Life is full of defining moments. Moments that shape our character, develop our talents, test our humility, challenge our thinking, push our limits and shake our foundations. It is in those moments that we learn the most about ourselves. Some moments leave us with great feelings of accomplishment and pride in the outcome, others leave us feeling we can never measure up and leave a trail of disappointment everywhere we go. Sometimes we square our shoulders, look the challenge in the eyes and run boldly into the moment, other times we throw the blanket over our heads, curl up in the bed and beg the moment to go away. Regardless of the type of moment we are faced with, they all leave their mark. Each is for a purpose; to teach us a life lesson or smooth out the rough edges in our personality. Through each we learn about ourselves and our Creator.
This process can be particularly maddening for parents. As a mother of four incredible teenagers I know first hand the emotional roller coaster of watching your children walk through defining moments. For reasons I can not figure out, they choose to make the process maddeningly complicated by facing their moments in no particular pattern! If they could only get on the same page. Or better yet, if only they could learn by watching the other sibling walk through moments. I suppose watching and learning isn’t quite as powerful as experiential learning.
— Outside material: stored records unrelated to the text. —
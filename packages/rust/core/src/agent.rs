//! Remote agent client (OpenRouter chat completions).
//!
//! One request per question: a system message describing the answer format
//! and the catalog, plus the user's message. The reply is free text that may
//! contain content links.

use std::time::Duration;

use reqwest::Client;
use serde::{Deserialize, Serialize};
use tracing::{debug, instrument};
use url::Url;

use contentflow_markdown::CONTENT_LINK_SCHEME;
use contentflow_shared::{ContentFlowError, OpenRouterConfig, Result};

/// User-Agent string for agent requests.
const USER_AGENT: &str = concat!("ContentFlow/", env!("CARGO_PKG_VERSION"));

// ---------------------------------------------------------------------------
// Wire types
// ---------------------------------------------------------------------------

#[derive(Debug, Serialize)]
struct ChatRequest<'a> {
    model: &'a str,
    messages: [ChatTurn<'a>; 2],
    max_tokens: u32,
    temperature: f32,
}

#[derive(Debug, Serialize)]
struct ChatTurn<'a> {
    role: &'static str,
    content: &'a str,
}

#[derive(Debug, Deserialize)]
struct ChatResponse {
    #[serde(default)]
    choices: Vec<Choice>,
}

#[derive(Debug, Deserialize)]
struct Choice {
    #[serde(default)]
    message: Option<ChoiceMessage>,
}

#[derive(Debug, Deserialize)]
struct ChoiceMessage {
    #[serde(default)]
    content: Option<String>,
}

// ---------------------------------------------------------------------------
// Prompt
// ---------------------------------------------------------------------------

/// Build the system message: answer-format rules followed by the catalog listing.
pub fn system_prompt(assistant_name: &str, catalog_context: &str) -> String {
    format!(
        "You are {assistant_name}, an assistant for a content platform. You help people find \
         and navigate existing content; you do not write new content.\n\
         \n\
         Answer in markdown: **bold**, *italics*, `code`, # headings, > quotes and - lists.\n\
         \n\
         Whenever you mention a catalog entry, link it exactly as \
         [Exact Title]({CONTENT_LINK_SCHEME}<ID>), using the ID and title from the listing \
         below. Never invent IDs. Readers click these links to open the content.\n\
         \n\
         Use the Published, Type, Tags, Description and Author fields to answer questions \
         about the newest items, media types, topics or authors.\n\
         \n\
         Available content:\n\
         {catalog_context}"
    )
}

// ---------------------------------------------------------------------------
// Client
// ---------------------------------------------------------------------------

/// HTTP client for an OpenAI-style chat completions endpoint.
#[derive(Debug, Clone)]
pub struct OpenRouterClient {
    client: Client,
    endpoint: Url,
    api_key: String,
    model: String,
    max_tokens: u32,
    temperature: f32,
    app_title: String,
    referer: String,
}

impl OpenRouterClient {
    /// Build a client from the `[openrouter]` config section.
    pub fn new(config: &OpenRouterConfig, api_key: impl Into<String>) -> Result<Self> {
        let endpoint = Url::parse(&config.endpoint).map_err(|e| {
            ContentFlowError::config(format!("invalid endpoint '{}': {e}", config.endpoint))
        })?;

        let client = Client::builder()
            .user_agent(USER_AGENT)
            .timeout(Duration::from_secs(config.timeout_secs))
            .build()
            .map_err(|e| ContentFlowError::Network(format!("failed to build HTTP client: {e}")))?;

        Ok(Self {
            client,
            endpoint,
            api_key: api_key.into(),
            model: config.model.clone(),
            max_tokens: config.max_tokens,
            temperature: config.temperature,
            app_title: config.app_title.clone(),
            referer: config.referer.clone(),
        })
    }

    /// Override the model for this client.
    #[must_use]
    pub fn with_model(mut self, model: impl Into<String>) -> Self {
        self.model = model.into();
        self
    }

    pub fn model(&self) -> &str {
        &self.model
    }

    /// Send one system + user exchange and return the first choice's text.
    ///
    /// `Ok(None)` means the provider answered but with no usable content.
    #[instrument(skip_all, fields(model = %self.model, endpoint = %self.endpoint))]
    pub async fn complete(&self, system: &str, user: &str) -> Result<Option<String>> {
        let request = ChatRequest {
            model: &self.model,
            messages: [
                ChatTurn {
                    role: "system",
                    content: system,
                },
                ChatTurn {
                    role: "user",
                    content: user,
                },
            ],
            max_tokens: self.max_tokens,
            temperature: self.temperature,
        };

        let response = self
            .client
            .post(self.endpoint.clone())
            .bearer_auth(&self.api_key)
            .header("HTTP-Referer", &self.referer)
            .header("X-Title", &self.app_title)
            .json(&request)
            .send()
            .await
            .map_err(|e| ContentFlowError::Network(format!("{}: {e}", self.endpoint)))?;

        let status = response.status();
        if !status.is_success() {
            let body = response.text().await.unwrap_or_default();
            let excerpt: String = body.chars().take(200).collect();
            return Err(ContentFlowError::Network(format!(
                "{}: HTTP {status}: {excerpt}",
                self.endpoint
            )));
        }

        let body: ChatResponse = response
            .json()
            .await
            .map_err(|e| ContentFlowError::Agent(format!("invalid completion response: {e}")))?;

        let content = body
            .choices
            .into_iter()
            .next()
            .and_then(|choice| choice.message)
            .and_then(|message| message.content)
            .filter(|text| !text.trim().is_empty());

        debug!(
            has_content = content.is_some(),
            len = content.as_deref().map_or(0, str::len),
            "completion received"
        );

        Ok(content)
    }
}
For two of the twenty years we have served in ministry, my husband and I served as youth pastors. I honestly believe youth pastoring is one of the toughest jobs in the church. You not only have to have all the answers for the youth you are leading, but you have to have the answers for the parents too. I remember several times that parents would come to us in tears because, in their kids had, “lost their minds and gone crazy”. Being in our mid-twenties with two two babies, we would listen and try to console them and assure them that their kids would be OK. I remember looking into the eyes of one particular parent as she wept over her child and wondering how I would ever survive my kids becoming teenagers.
Luckily for me, I have a brother who is eight years younger than I. Like most youngest and third in line, he was a handful. Not because he was horribly misbehaved but because he was curious. He questioned everything! He took things apart just to see what they looked like inside, he asked a bazillion questions about everything and it only made sense that one day he would question about God. I watched my parents walk through those tough seasons with him and was amazed at how they allowed him to question the existence of God and make choices they knew would come back to bite him, ever praying that the lessons he learned in church, the scriptures he had recited as a child and the miracles he had seen would begin to transform from seed to well watered, fruit bearing trees. I remember being in awe and wondering if I had to, would I be able to make the same tough choices that, although gut wrenching, would be for the benefit of my child. As we sat with the weeping mother, the memories of all my parents walked through flooded my mind. In that moment it was if God pulled back the cobwebs from my brain and I remembered a phrase I had heard as a child, “You can’t get to heaven on your mother’s skirt tails”. For the first time I truly understood what that meant.
Our responsibility as parents is to point the way, live by example, plant seeds of truth and teach our children about God. We model to them how to have an intimate relationship with Him. We teach them by letting them see us reading our Bible and hear us praying. But one day they have to decide to have a relationship with God. Our children have to question and walk through times of wondering if God is real, does He care, does He heal, why does He let bad things happen, etc… We forget that it has to be personal for them. Our instinct as parents is to protect and fix things. We don’t want our children to experience the painful things that we may have endured. We don’t want them to be ridiculed or disappointed, we want only the best. In wanting that for our kids we often forget that God has to become personal to them. At some point they will have to decide if the God of their parents is trustworthy enough to place their future in His hands. He has to move from a knowledge of Him to a relationship with Him. We forget that each of us that have a relationship with God walked through the same defining moment. We have all questioned in one way or another whether or not God existed. We have all wondered if His Word was true or just words in an ancient manuscript that made an interesting read. We have all wondered why good people suffer and have felt alone in the universe.
My encouragement to you today is to remember and trust God to gently guide those who are questioning. Trust that the seeds planted will sprout and take hold. Trust that if He was capable of taking you through the process that He will take those you love through it as well. Our friends, loved ones and children will all face the pinnacle of defining moments; the one moment that secures their future and validates their existence. They each have to question and then decide to allow God to define Himself to them and make Himself real. Our responsibility is to pray, to model and to be available, not be judgmental. God loved you enough to define your moment, give Him room to define the moments for others.
p.s. – I am happy to say that my brother is now leading his own family through the steps of developing a relationship with God. Amazing what God will do when we get out of the way and let Him work.